Hacking the American Agricultural Landscape

Agrobots


Hypertechnological innovation has always underpin American agriculture. In the later half of the 1800s, for instance, flotillas of proto-steampunk dredge boats plowed through the Illinois landscape, as their their lived-in land-sailors carved canals, straightened rivers and re-knitted its embryonic, post-glacial hydrology, draining and transforming the weedy, swampy, supposedly pestilential swat of the American prairie into the most productive landscape in the world.

More recently, a new form of agricultural practice has been developed. Called precision farming, it entails using some of the most advanced remote sensing technology and analytical tools out there. These include aerial and satellite imagery, global positioning systems (GPS), sensors and information management tools (GIS). It isn't quite clear yet, however, if blogging, RSS feeds, Twitter and MySpace are involved.

But armed with actual precision farming gears, farmers can tell which part of their croplands need more water and fertilizer and are then guided precisely to these troubled spots. In this way, less resources is used and what gets used is applied more efficiently.

Now we learn, from an article published by Wired and another by the Associated Press, that troops of robotic harvesters are being readied to invade America's industrial orchards and vegetable fields.

Agrobots


Agrobots


On these mechano-hydras, the AP writes:

Mechanized picking wouldn't be new for some California crops such as canning tomatoes, low-grade wine grapes and nuts.

But the fresh produce that dominates the state's agricultural output - and that consumers expect to find unblemished in supermarkets - is too fragile to be picked by the machines now in use.

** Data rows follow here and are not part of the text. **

// McNotify - platform/config.rs
//
// Platform data directory resolution and config file loading with startup
// validation.
//
// The config file is TOML; a file with a `.json` extension is read as JSON
// instead, with the same keys. Missing or invalid *required* fields
// (`channel_id`, `log_path`) are fatal. Optional fields that are out of
// range produce a warning and fall back to their default.
//
// Everything here runs before logging is initialised, so nothing logs:
// problems come back as a `ConfigError` or as warning strings the caller
// logs once the subscriber is installed.
//
// Uses the `directories` crate for XDG (Linux), AppData (Windows),
// Library (macOS) compliance when locating the default config and state
// files.

use crate::core::template::MessageTemplates;
use crate::util::constants;
use crate::util::error::ConfigError;
use directories::ProjectDirs;
use serde::Deserialize;
use std::collections::HashMap;
use std::path::{Path, PathBuf};
use std::time::Duration;

/// Resolved platform paths for McNotify data.
#[derive(Debug, Clone)]
pub struct PlatformPaths {
    /// Configuration directory (e.g. ~/.config/mcnotify/).
    pub config_dir: PathBuf,

    /// Data directory for the tail state file.
    pub data_dir: PathBuf,
}

impl PlatformPaths {
    /// Resolve platform-appropriate paths.
    ///
    /// Falls back to the current directory if platform dirs cannot be
    /// determined. Runs before logging is initialised, so it does not log;
    /// the caller reports the resolved paths once a subscriber exists.
    pub fn resolve() -> Self {
        match ProjectDirs::from("", "", constants::APP_ID) {
            Some(proj_dirs) => Self {
                config_dir: proj_dirs.config_dir().to_path_buf(),
                data_dir: proj_dirs.data_dir().to_path_buf(),
            },
            None => {
                let fallback = PathBuf::from(".");
                Self {
                    config_dir: fallback.clone(),
                    data_dir: fallback,
                }
            }
        }
    }

    /// Config file to use when none was given on the command line:
    /// `config.toml` in the working directory if it exists, otherwise the
    /// one in the platform config directory.
    pub fn default_config_file(&self) -> PathBuf {
        self.config_file_in(Path::new("."))
    }

    fn config_file_in(&self, working_dir: &Path) -> PathBuf {
        let local = working_dir.join(constants::CONFIG_FILE_NAME);
        if local.is_file() {
            local
        } else {
            self.config_dir.join(constants::CONFIG_FILE_NAME)
        }
    }
}

// =============================================================================
// Raw file shape
// =============================================================================

/// Raw deserialisable shape of the config file.
///
/// Unknown keys are silently ignored for forward compatibility.
#[derive(Debug, Default, Deserialize)]
#[serde(default)]
pub struct RawConfig {
    /// Discord channel that receives notifications.
    pub channel_id: Option<ChannelIdValue>,
    /// Path of the server's `latest.log`.
    pub log_path: Option<String>,
    /// Skip the existing backlog when there is no usable saved state.
    pub start_from_end: Option<bool>,
    /// Seconds between polls of the log file.
    pub poll_interval_seconds: Option<f64>,
    /// Seconds during which a repeated (kind, player) event is suppressed.
    pub debounce_seconds: Option<f64>,
    /// Message templates keyed by event kind.
    pub messages: Option<HashMap<String, String>>,
    /// Tail state file override.
    pub state_path: Option<String>,
    /// Capacity of the hand-off queue.
    pub queue_capacity: Option<usize>,
    /// `[logging]` section.
    pub logging: LoggingSection,
}

/// `channel_id` may be written as a number or as a numeric string (JSON
/// configs often quote snowflake IDs).
#[derive(Debug, Clone, Deserialize)]
#[serde(untagged)]
pub enum ChannelIdValue {
    Number(i64),
    Text(String),
}

/// `[logging]` config section.
#[derive(Debug, Default, Deserialize)]
#[serde(default)]
pub struct LoggingSection {
    /// Log level: "error", "warn", "info", "debug", "trace".
    pub level: Option<String>,
    /// Log file path (empty = stderr only).
    pub file: Option<String>,
}

// =============================================================================
// Validated config
// =============================================================================

/// Validated application configuration.
#[derive(Debug, Clone)]
pub struct AppConfig {
    pub channel_id: u64,
    pub log_path: PathBuf,
    pub start_from_end: bool,
    pub poll_interval: Duration,
    pub debounce: Duration,
    pub templates: MessageTemplates,
    /// `None` means "use the platform data directory".
    pub state_path: Option<PathBuf>,
    pub queue_capacity: usize,

    // -- Logging --
    /// Logging level string (for init before tracing is available).
    pub log_level: Option<String>,
    /// Log file path.
    pub log_file: Option<String>,
}

/// Load and validate the config file at `path`.
///
/// Returns the validated config plus non-fatal warnings. Any error is fatal
/// at startup: the file is unreadable or unparseable, or a required field
/// is missing or invalid.
pub fn load_config(path: &Path) -> Result<(AppConfig, Vec<String>), ConfigError> {
    let content = std::fs::read_to_string(path).map_err(|source| ConfigError::Io {
        path: path.to_path_buf(),
        source,
    })?;

    let is_json = path
        .extension()
        .is_some_and(|ext| ext.eq_ignore_ascii_case("json"));

    let raw: RawConfig = if is_json {
        serde_json::from_str(&content).map_err(|source| ConfigError::JsonParse {
            path: path.to_path_buf(),
            source,
        })?
    } else {
        toml::from_str(&content).map_err(|source| ConfigError::TomlParse {
            path: path.to_path_buf(),
            source,
        })?
    };

    validate(raw)
}

/// Validate a parsed config, accumulating warnings for optional fields.
pub fn validate(raw: RawConfig) -> Result<(AppConfig, Vec<String>), ConfigError> {
    let mut warnings: Vec<String> = Vec::new();

    // -- Required: channel_id --
    let channel_id = match raw.channel_id {
        None => return Err(ConfigError::MissingField { field: "channel_id" }),
        Some(value) => parse_channel_id(&value)?,
    };

    // -- Required: log_path --
    let log_path = match raw.log_path.as_deref().map(str::trim) {
        Some(p) if !p.is_empty() => PathBuf::from(p),
        _ => return Err(ConfigError::MissingField { field: "log_path" }),
    };

    // -- poll_interval_seconds --
    let mut poll_secs = constants::DEFAULT_POLL_INTERVAL_SECS;
    if let Some(secs) = raw.poll_interval_seconds {
        if secs.is_finite()
            && (constants::MIN_POLL_INTERVAL_SECS..=constants::MAX_POLL_INTERVAL_SECS).contains(&secs)
        {
            poll_secs = secs;
        } else {
            warnings.push(format!(
                "poll_interval_seconds = {secs} is out of range ({}-{}). Using default ({}).",
                constants::MIN_POLL_INTERVAL_SECS,
                constants::MAX_POLL_INTERVAL_SECS,
                constants::DEFAULT_POLL_INTERVAL_SECS,
            ));
        }
    }

    // -- debounce_seconds --
    let mut debounce_secs = constants::DEFAULT_DEBOUNCE_SECS;
    if let Some(secs) = raw.debounce_seconds {
        if secs.is_finite() && (0.0..=constants::MAX_DEBOUNCE_SECS).contains(&secs) {
            debounce_secs = secs;
        } else {
            warnings.push(format!(
                "debounce_seconds = {secs} is out of range (0-{}). Using default ({}).",
                constants::MAX_DEBOUNCE_SECS,
                constants::DEFAULT_DEBOUNCE_SECS,
            ));
        }
    }

    // -- queue_capacity --
    let mut queue_capacity = constants::DEFAULT_QUEUE_CAPACITY;
    if let Some(cap) = raw.queue_capacity {
        if (1..=constants::MAX_QUEUE_CAPACITY).contains(&cap) {
            queue_capacity = cap;
        } else {
            warnings.push(format!(
                "queue_capacity = {cap} is out of range (1-{}). Using default ({}).",
                constants::MAX_QUEUE_CAPACITY,
                constants::DEFAULT_QUEUE_CAPACITY,
            ));
        }
    }

    // -- messages --
    let templates = match raw.messages {
        Some(ref map) => {
            let (templates, unknown) = MessageTemplates::from_map(map);
            for key in unknown {
                warnings.push(format!(
                    "messages.{key} is not recognised. Valid keys: join, leave, death.",
                ));
            }
            for (key, template) in [("join", &templates.join), ("leave", &templates.leave)] {
                if !template.contains("{player}") {
                    warnings.push(format!(
                        "messages.{key} has no {{player}} placeholder; every notification will read the same.",
                    ));
                }
            }
            templates
        }
        None => MessageTemplates::default(),
    };

    // -- state_path --
    let state_path = raw
        .state_path
        .as_deref()
        .map(str::trim)
        .filter(|p| !p.is_empty())
        .map(PathBuf::from);

    // -- Logging: level --
    let mut log_level = None;
    if let Some(ref level) = raw.logging.level {
        let valid = ["error", "warn", "info", "debug", "trace"];
        if valid.contains(&level.to_lowercase().as_str()) {
            log_level = Some(level.to_lowercase());
        } else {
            warnings.push(format!(
                "[logging] level = \"{level}\" is not recognised. \
                 Valid values: error, warn, info, debug, trace. Using default (info).",
            ));
        }
    }

    // -- Logging: file --
    let log_file = raw.logging.file.filter(|f| !f.is_empty());

    let config = AppConfig {
        channel_id,
        log_path,
        start_from_end: raw.start_from_end.unwrap_or(true),
        poll_interval: Duration::from_secs_f64(poll_secs),
        debounce: Duration::from_secs_f64(debounce_secs),
        templates,
        state_path,
        queue_capacity,
        log_level,
        log_file,
    };

    Ok((config, warnings))
}

fn parse_channel_id(value: &ChannelIdValue) -> Result<u64, ConfigError> {
    let parsed = match value {
        ChannelIdValue::Number(n) => u64::try_from(*n).ok(),
        ChannelIdValue::Text(s) => s.trim().parse::<u64>().ok(),
    };

    match parsed {
        Some(id) if id > 0 => Ok(id),
        _ => Err(ConfigError::ValueOutOfRange {
            field: "channel_id".to_string(),
            value: match value {
                ChannelIdValue::Number(n) => n.to_string(),
                ChannelIdValue::Text(s) => s.clone(),
            },
            expected: "a positive Discord channel ID".to_string(),
        }),
    }
}

// =============================================================================
// Unit tests
// =============================================================================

The new pickers rely on advances in computing power and hydraulics that can make robotic limbs and digits operate with near-human sensitivity. Modern imaging technology also enables the machines to recognize and sort fruits and vegetables of varying qualities.


Wired goes into more details. At an orange orchard, we read, “two robots would work as a team: one an eagle-eyed scout, the other a metallic octopus with a gentle touch. The first robot will scan the tree and build a 3-D map,” after which “it has to evaluate each piece of fruit. What size is the orange? What color is it? Does it have black spots on it?”

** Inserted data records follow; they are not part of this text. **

// McNotify - platform/discord.rs
//
// Discord REST delivery. Posts each notification as a plain message to one
// channel using a bot token:
//
//   readiness: GET  {api}/channels/{id}           (channel must be visible)
//   send:      POST {api}/channels/{id}/messages  {"content": "..."}
//
// The HTTP client carries its own request timeout; the delivery loop adds
// none. Non-2xx answers become `DeliveryError::Rejected` with a shortened
// body so the log line stays readable. The token is never logged.
//
// The token comes from the environment, optionally seeded from a `.env`
// file next to the server (see `load_token`).

use crate::app::delivery::NotificationSink;
use crate::util::constants::{
    DISCORD_API_BASE, DISCORD_HTTP_TIMEOUT_SECS, DISCORD_USER_AGENT, MAX_ERROR_BODY_CHARS,
};
use crate::util::error::DeliveryError;
use reqwest::header::{HeaderMap, HeaderValue, AUTHORIZATION};
use std::path::Path;
use std::time::Duration;

/// Read the bot token from the environment variable `var`, after loading
/// `dotenv_file` if it exists.
///
/// Variables already set in the environment are not overridden by the
/// file. A blank value counts as missing.
pub fn load_token(dotenv_file: &Path, var: &str) -> Option<String> {
    match dotenvy::from_path(dotenv_file) {
        Ok(()) => tracing::debug!(path = %dotenv_file.display(), "Loaded .env file"),
        Err(e) if e.not_found() => {}
        Err(e) => tracing::warn!(
            path = %dotenv_file.display(),
            error = %e,
            "Cannot load .env file"
        ),
    }

    std::env::var(var)
        .ok()
        .map(|token| token.trim().to_string())
        .filter(|token| !token.is_empty())
}

/// Sends notifications to a Discord channel through the REST API.
pub struct DiscordSink {
    client: reqwest::Client,
    api_base: String,
    channel_id: u64,
}

impl DiscordSink {
    /// Build a sink for `channel_id` authenticated with the bot `token`.
    pub fn new(token: &str, channel_id: u64) -> Result<Self, DeliveryError> {
        Self::with_api_base(token, channel_id, DISCORD_API_BASE)
    }

    /// Same as `new`, against a different API base URL.
    pub fn with_api_base(
        token: &str,
        channel_id: u64,
        api_base: &str,
    ) -> Result<Self, DeliveryError> {
        let mut auth = HeaderValue::from_str(&format!("Bot {}", token.trim())).map_err(|_| {
            DeliveryError::Sink {
                reason: "bot token contains characters that are not valid in an HTTP header"
                    .to_string(),
            }
        })?;
        auth.set_sensitive(true);

        let mut headers = HeaderMap::new();
        headers.insert(AUTHORIZATION, auth);

        let client = reqwest::Client::builder()
            .user_agent(DISCORD_USER_AGENT)
            .default_headers(headers)
            .timeout(Duration::from_secs(DISCORD_HTTP_TIMEOUT_SECS))
            .build()?;

        Ok(Self {
            client,
            api_base: api_base.trim_end_matches('/').to_string(),
            channel_id,
        })
    }

    pub fn channel_id(&self) -> u64 {
        self.channel_id
    }

    fn channel_url(&self) -> String {
        format!("{}/channels/{}", self.api_base, self.channel_id)
    }

    fn messages_url(&self) -> String {
        format!("{}/messages", self.channel_url())
    }
}

impl NotificationSink for DiscordSink {
    async fn ready(&mut self) -> Result<(), DeliveryError> {
        let response = self.client.get(self.channel_url()).send().await?;
        check_status(response).await?;
        tracing::info!(channel_id = self.channel_id, "Discord channel reachable");
        Ok(())
    }

    async fn send(&mut self, text: &str) -> Result<(), DeliveryError> {
        let response = self
            .client
            .post(self.messages_url())
            .json(&serde_json::json!({ "content": text }))
            .send()
            .await?;
        check_status(response).await
    }
}

/// Map a non-success response to `DeliveryError::Rejected`.
async fn check_status(response: reqwest::Response) -> Result<(), DeliveryError> {
    let status = response.status();
    if status.is_success() {
        return Ok(());
    }
    let body = response.text().await.unwrap_or_default();
    Err(DeliveryError::Rejected {
        status: status.as_u16(),
        body: shorten(&body, MAX_ERROR_BODY_CHARS),
    })
}

fn shorten(text: &str, max_chars: usize) -> String {
    match text.char_indices().nth(max_chars) {
        Some((idx, _)) => format!("{}...", &text[..idx]),
        None => text.to_string(),
    }
}

#[cfg(test)]
mod tests {
    use super::*;

    #[test]
    fn test_urls() {
        let sink = DiscordSink::with_api_base("token", 42, "http://localhost:9/api/").unwrap();
        assert_eq!(sink.channel_url(), "http://localhost:9/api/channels/42");
        assert_eq!(sink.messages_url(), "http://localhost:9/api/channels/42/messages");
        assert_eq!(sink.channel_id(), 42);
    }

    #[test]
    fn test_invalid_token_rejected() {
        let err = DiscordSink::new("bad\ntoken", 1).err().expect("newline is not a valid header");
        assert!(matches!(err, DeliveryError::Sink { .. }));
    }

    #[test]
    fn test_shorten() {
        assert_eq!(shorten("abcdef", 3), "abc...");
        assert_eq!(shorten("abc", 3), "abc");
        assert_eq!(shorten("ñññ", 2), "ññ...");
    }

    /// A token written only to the .env file is picked up.
    #[test]
    fn test_load_token_from_dotenv_file() {
        let dir = tempfile::tempdir().unwrap();
        let env_file = dir.path().join(".env");
        std::fs::write(&env_file, "MCNOTIFY_DOTENV_TEST_TOKEN=abc.def.ghi\n").unwrap();

        assert_eq!(
            load_token(&env_file, "MCNOTIFY_DOTENV_TEST_TOKEN").as_deref(),
            Some("abc.def.ghi")
        );
    }

    #[test]
    fn test_load_token_missing_everywhere() {
        let dir = tempfile::tempdir().unwrap();
        assert_eq!(
            load_token(&dir.path().join(".env"), "MCNOTIFY_UNSET_TEST_TOKEN"),
            None
        );
    }

    /// An unreachable API surfaces as an HTTP error, not a panic.
    #[tokio::test]
    async fn test_send_to_unreachable_api_is_error() {
        let mut sink = DiscordSink::with_api_base("token", 1, "http://127.0.0.1:9").unwrap();
        let err = sink.send("hello").await.unwrap_err();
        assert!(matches!(err, DeliveryError::Http { .. }), "got {err:?}");
    }
}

After the fruits have been digitized and evaluated, the scout robot will then determine “the best order in which to pick them. It sends that information to the second robot, a harvester that will pick the tree clean, following a planned sequence that keeps its eight long arms from bumping into each other.”

Agrobots


If we forgo the important issues of migrant labor, illegal immigration, social justice, food security and even globalization, which the creation and deployment of these machines do touch upon, we are left to wonder what would happen, assuming they are networked to the interweb, if they were hacked?

What if China, fresh from infiltrating computers in the Pentagon, were to take control of a platoon of these fruit-picking robots? What if the People's Liberation Army, instead of killing our dear Mister Snagglepuss and cuddly Lady Grizabella by exporting tainted pet foods, they do it by injecting neurotoxins into our locally grown produce?

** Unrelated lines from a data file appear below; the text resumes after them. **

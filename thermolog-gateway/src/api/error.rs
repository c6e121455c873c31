use axum::{
    Json,
    http::StatusCode,
    response::{IntoResponse, Response},
};
use serde::Serialize;
use thiserror::Error;

/// Body of every error response.
#[derive(Debug, Serialize)]
pub struct ErrorBody {
    pub status: u16,
    pub message: String,
}

impl ErrorBody {
    pub fn build(status: StatusCode, message: impl Into<String>) -> Self {
        Self {
            status: status.as_u16(),
            message: message.into(),
        }
    }
}

#[derive(Error, Debug)]
pub enum ApiError {
    #[error("{0}")]
    NotFound(String),

    #[error("{0}")]
    BadRequest(String),

    #[error("Internal server error: {0}")]
    Internal(String),
}

impl ApiError {
    pub fn status(&self) -> StatusCode {
        match self {
            ApiError::NotFound(_) => StatusCode::NOT_FOUND,
            ApiError::BadRequest(_) => StatusCode::BAD_REQUEST,
            ApiError::Internal(_) => StatusCode::INTERNAL_SERVER_ERROR,
        }
    }

    /// Cache failures are never the caller's fault.
    pub fn internal(err: impl std::error::Error) -> Self {
        ApiError::Internal(err.to_string())
    }
}

impl IntoResponse for ApiError {
    fn into_response(self) -> Response {
        let status = self.status();
        if status.is_server_error() {
            tracing::error!(error = %self, "request failed");
        }

        (status, Json(ErrorBody::build(status, self.to_string()))).into_response()
    }
}
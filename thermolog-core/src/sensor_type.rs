use std::fmt;

use serde::{Deserialize, Serialize};

/// Exact hardware model as reported by a hub in the `mt` field.
#[derive(Debug, Clone, PartialEq, Eq, Hash)]
pub enum SpecificType {
    Tower,
    /// Five-in-one frame carrying temperature, humidity and wind speed.
    FiveInOne38,
    /// Five-in-one frame carrying wind and rain.
    FiveInOne31,
    ProIn,
    /// Anything the registry does not know, kept verbatim.
    Unknown(Box<str>),
}

impl SpecificType {
    pub fn from_raw(raw: &str) -> Self {
        match raw {
            "tower" => SpecificType::Tower,
            "5N1x38" => SpecificType::FiveInOne38,
            "5N1x31" => SpecificType::FiveInOne31,
            "ProIn" => SpecificType::ProIn,
            other => SpecificType::Unknown(other.into()),
        }
    }

    pub fn as_str(&self) -> &str {
        match self {
            SpecificType::Tower => "tower",
            SpecificType::FiveInOne38 => "5N1x38",
            SpecificType::FiveInOne31 => "5N1x31",
            SpecificType::ProIn => "ProIn",
            SpecificType::Unknown(raw) => raw,
        }
    }

    pub fn general(&self) -> GeneralType {
        match self {
            SpecificType::Tower => GeneralType::Tower,
            SpecificType::FiveInOne38 | SpecificType::FiveInOne31 => GeneralType::FiveInOne,
            SpecificType::ProIn => GeneralType::ProIn,
            SpecificType::Unknown(_) => GeneralType::Unknown,
        }
    }
}

/// Coarse sensor category. Decides which readings a sensor reports.
#[derive(Debug, Clone, Copy, PartialEq, Eq, Hash, Serialize, Deserialize)]
pub enum GeneralType {
    #[serde(rename = "tower")]
    Tower,
    #[serde(rename = "fiveInOne")]
    FiveInOne,
    #[serde(rename = "ProIn")]
    ProIn,
    #[serde(rename = "unknown")]
    Unknown,
}

impl GeneralType {
    pub fn as_str(&self) -> &'static str {
        match self {
            GeneralType::Tower => "tower",
            GeneralType::FiveInOne => "fiveInOne",
            GeneralType::ProIn => "ProIn",
            GeneralType::Unknown => "unknown",
        }
    }
}

impl fmt::Display for GeneralType {
    fn fmt(&self, f: &mut fmt::Formatter<'_>) -> fmt::Result {
        f.write_str(self.as_str())
    }
}

/// Maps a raw `mt` string to its general type. Unrecognized strings map to
/// [`GeneralType::Unknown`].
pub fn general_type_of(raw: &str) -> GeneralType {
    SpecificType::from_raw(raw).general()
}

Or what if an installation artist who's been rejected by one too many Manhattan art galleries decides to take his work to a different direction and takes full control of an entire division of pneumatic farmhands? Onto the flat terrain of Kansas he grafts a sort of anti-Jeffersonian grid, whatever that may be. He then carves out a second Double Negative, a homage, right next to the original. And having decided to try his hand on performance art, the artist terrorizes James Turrell at Roden Crater, Turrell's maniacal screams reverberating through the stellar tunnels of his unfinished volcanic observatory; the recording of this will be phoned in to +1 (206) 337-1474.

Will Agnes Denes be tempted to make another tree mountain?

What will landscape architects make?

James Corner


Even more interesting, what will happen if they become self-aware and go out to pasture? Fitted with solar panels, grazing from one oil well to another, domiciling in abandoned gold mines, what new ecologies will they terraform?